The Spaniards showed they knew the difference between the struggle against al-Qaida and the conflict in Iraq. It is hardly a shock that this distinction is lost on the likes of Frum and company: the Bush administration worked tirelessly to conflate the two, constantly eliding Saddam and 9/11 even though the president himself has had to admit no evidence links the two.

The Spanish electorate were not voting for a cave-in to al-Qaida. On the contrary, many of those who opposed the war in Iraq did so precisely because they feared it would distract from the more urgent war against Islamist fanaticism. (Witness the US military resources pulled off the hunt for Bin Laden in Afghanistan and diverted to Baghdad.) Nor was it appeasement to suggest that the US-led invasion of an oil-rich, Muslim country would make al-Qaida's recruitment mission that much easier.

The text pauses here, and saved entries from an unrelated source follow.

use serde::{Deserialize, Serialize};

use super::entities::Student;
use crate::models::classes::responses::ClassSummary;
use crate::models::guardians::responses::GuardianSummary;
use crate::models::users::entities::User;

// 学生档案：用户信息 + 当前班级 + 监护人
#[derive(Debug, Clone, Serialize)]
pub struct StudentProfile {
    #[serde(flatten)]
    pub student: Student,
    pub user: User,
    pub class: Option<ClassSummary>,
    pub guardians: Vec<GuardianSummary>,
}

#[derive(Debug, Clone, Serialize)]
pub struct StudentMutationResponse {
    pub user_id: i64,
    pub student_id: i64,
}

#[derive(Debug, Clone, Serialize)]
pub struct ToggleActiveResponse {
    pub active: bool,
    pub student: StudentProfile,
}

/// 成绩单上单个槽位（PV1..TB2）的标记
///
/// 序列化规则沿用原有约定：`*` 表示该槽位未安排活动，`-` 表示已安排
/// 但尚未评分，否则输出数值。
#[derive(Debug, Clone, Copy, PartialEq)]
pub enum SlotMark {
    NotScheduled,
    Ungraded,
    Score(f64),
}

impl SlotMark {
    pub fn value(&self) -> Option<f64> {
        match self {
            SlotMark::Score(v) => Some(*v),
            _ => None,
        }
    }
}

impl Serialize for SlotMark {
    fn serialize<S>(&self, serializer: S) -> Result<S::Ok, S::Error>
    where
        S: serde::Serializer,
    {
        match self {
            SlotMark::NotScheduled => serializer.serialize_str("*"),
            SlotMark::Ungraded => serializer.serialize_str("-"),
            SlotMark::Score(v) => serializer.serialize_f64(*v),
        }
    }
}

// 学期小结：五个槽位 + 出勤率 + 学期均分
#[derive(Debug, Clone, Serialize)]
pub struct SemesterSummary {
    pub pv1: SlotMark,
    pub pv2: SlotMark,
    pub pv3: SlotMark,
    pub tb1: SlotMark,
    pub tb2: SlotMark,
    pub attendance: f64,
    pub average: Option<f64>,
}

#[derive(Debug, Clone, Copy, PartialEq, Eq, Serialize, Deserialize)]
#[serde(rename_all = "snake_case")]
pub enum SubjectSituation {
    InProgress,
    Approved,
    Failed,
}

// 成绩单中每个科目的一行
#[derive(Debug, Clone, Serialize)]
pub struct SubjectReportRow {
    pub subject_id: i64,
    pub subject_name: String,
    pub semester1: SemesterSummary,
    pub semester2: SemesterSummary,
    pub final_average: Option<f64>,
    pub situation: SubjectSituation,
}

#[derive(Debug, Clone, Serialize)]
pub struct SubjectHeader {
    pub id: i64,
    pub name: String,
}

// 完整成绩单响应；学生没有班级时三个字段均为空
#[derive(Debug, Clone, Serialize)]
pub struct ReportCardResponse {
    pub class: Option<ClassSummary>,
    pub subjects: Vec<SubjectHeader>,
    pub report: Vec<SubjectReportRow>,
}

impl ReportCardResponse {
    pub fn empty() -> Self {
        Self {
            class: None,
            subjects: Vec::new(),
            report: Vec::new(),
        }
    }
}

#[cfg(test)]
mod tests {
    use super::*;

    #[test]
    fn test_slot_mark_serialization() {
        assert_eq!(
            serde_json::to_string(&SlotMark::NotScheduled).unwrap(),
            "\"*\""
        );
        assert_eq!(serde_json::to_string(&SlotMark::Ungraded).unwrap(), "\"-\"");
        assert_eq!(serde_json::to_string(&SlotMark::Score(7.5)).unwrap(), "7.5");
    }

    #[test]
    fn test_situation_serialization() {
        assert_eq!(
            serde_json::to_string(&SubjectSituation::InProgress).unwrap(),
            "\"in_progress\""
        );
    }
}
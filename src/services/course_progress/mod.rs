pub mod certificate;
pub mod detail;
pub mod list;
pub mod track;

use actix_web::{HttpRequest, HttpResponse, Result as ActixResult};
use std::sync::Arc;

use crate::models::course_progress::requests::{
    CompleteLessonRequest, ProgressListQuery, SaveTimestampRequest,
};
use crate::storage::Storage;

pub struct CourseProgressService {
    storage: Option<Arc<dyn Storage>>,
}

impl CourseProgressService {
    pub fn new_lazy() -> Self {
        Self { storage: None }
    }

    pub(crate) fn get_storage(&self, request: &HttpRequest) -> Arc<dyn Storage> {
        if let Some(storage) = &self.storage {
            storage.clone()
        } else {
            request
                .app_data::<actix_web::web::Data<Arc<dyn Storage>>>()
                .expect("Storage not found in app data")
                .get_ref()
                .clone()
        }
    }

    // 学生把课时标记为已完成
    pub async fn complete_lesson(
        &self,
        req: &HttpRequest,
        complete_data: CompleteLessonRequest,
    ) -> ActixResult<HttpResponse> {
        track::complete_lesson(self, req, complete_data).await
    }

    // 保存视频播放位置（不改变完成状态）
    pub async fn save_video_timestamp(
        &self,
        req: &HttpRequest,
        timestamp_data: SaveTimestampRequest,
    ) -> ActixResult<HttpResponse> {
        track::save_video_timestamp(self, req, timestamp_data).await
    }

    // 学生自己的课程总览
    pub async fn my_courses(&self, req: &HttpRequest) -> ActixResult<HttpResponse> {
        list::my_courses(self, req).await
    }

    // 管理员看某学生的课程进度
    pub async fn courses_of_student(
        &self,
        req: &HttpRequest,
        student_id: i64,
    ) -> ActixResult<HttpResponse> {
        list::courses_of_student(self, req, student_id).await
    }

    pub async fn list_progress(
        &self,
        req: &HttpRequest,
        query: ProgressListQuery,
    ) -> ActixResult<HttpResponse> {
        list::list_progress(self, req, query).await
    }

    // 单个课程的章节级进度明细
    pub async fn course_progress(
        &self,
        req: &HttpRequest,
        course_id: i64,
    ) -> ActixResult<HttpResponse> {
        detail::course_progress(self, req, course_id).await
    }

    // 结课证书 PDF
    pub async fn certificate(&self, req: &HttpRequest, course_id: i64) -> ActixResult<HttpResponse> {
        certificate::certificate(self, req, course_id).await
    }
}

Of course, this is not to argue that if only the war had not happened then Bin Laden and his henchmen would have laid down their arms. Al-Qaida's leaders are murderous, guilty of the most wicked acts; nothing we can do will reach them. But that is not true of the many thousands, perhaps millions, drawn to the message of extreme Islamism; the people who would never plant bombs, but might cheer when they go off. These are the hearts and minds that have to be won over if the war on terror is ever to be won. To assert that the conflict over Iraq made that task harder is not a surrender; it is a statement of the obvious.

It may be comforting, but this struggle cannot be won by painting the world in black and white, with America as the good guy and everyone else cast as terrorists or their allies. It will require nimble, subtle thinking - constantly making awkward but essential distinctions.

So, yes, it is quite true that al-Qaida will be chillingly gratified by the Spanish result but, no, that does not mean that Spaniards voted for al-Qaida. Similarly, it is quite possible to be strongly opposed to the Iraq adventure and militantly in favour of the war against Bin Laden - indeed the two sentiments can be strongly linked. There is a difference, too, between appeasing men of violence and seeking to limit their appeal, just as the leaders of global terror must be separated from those who could become their followers. Islam is no monolith, nor is the west, and all the fine gradations within these categories matter enormously.

The world has never looked more like a complex knot, and it will take precision and patience to untangle it. Wrenching away at it in fury will only make the problem harder - and our lives more dangerous.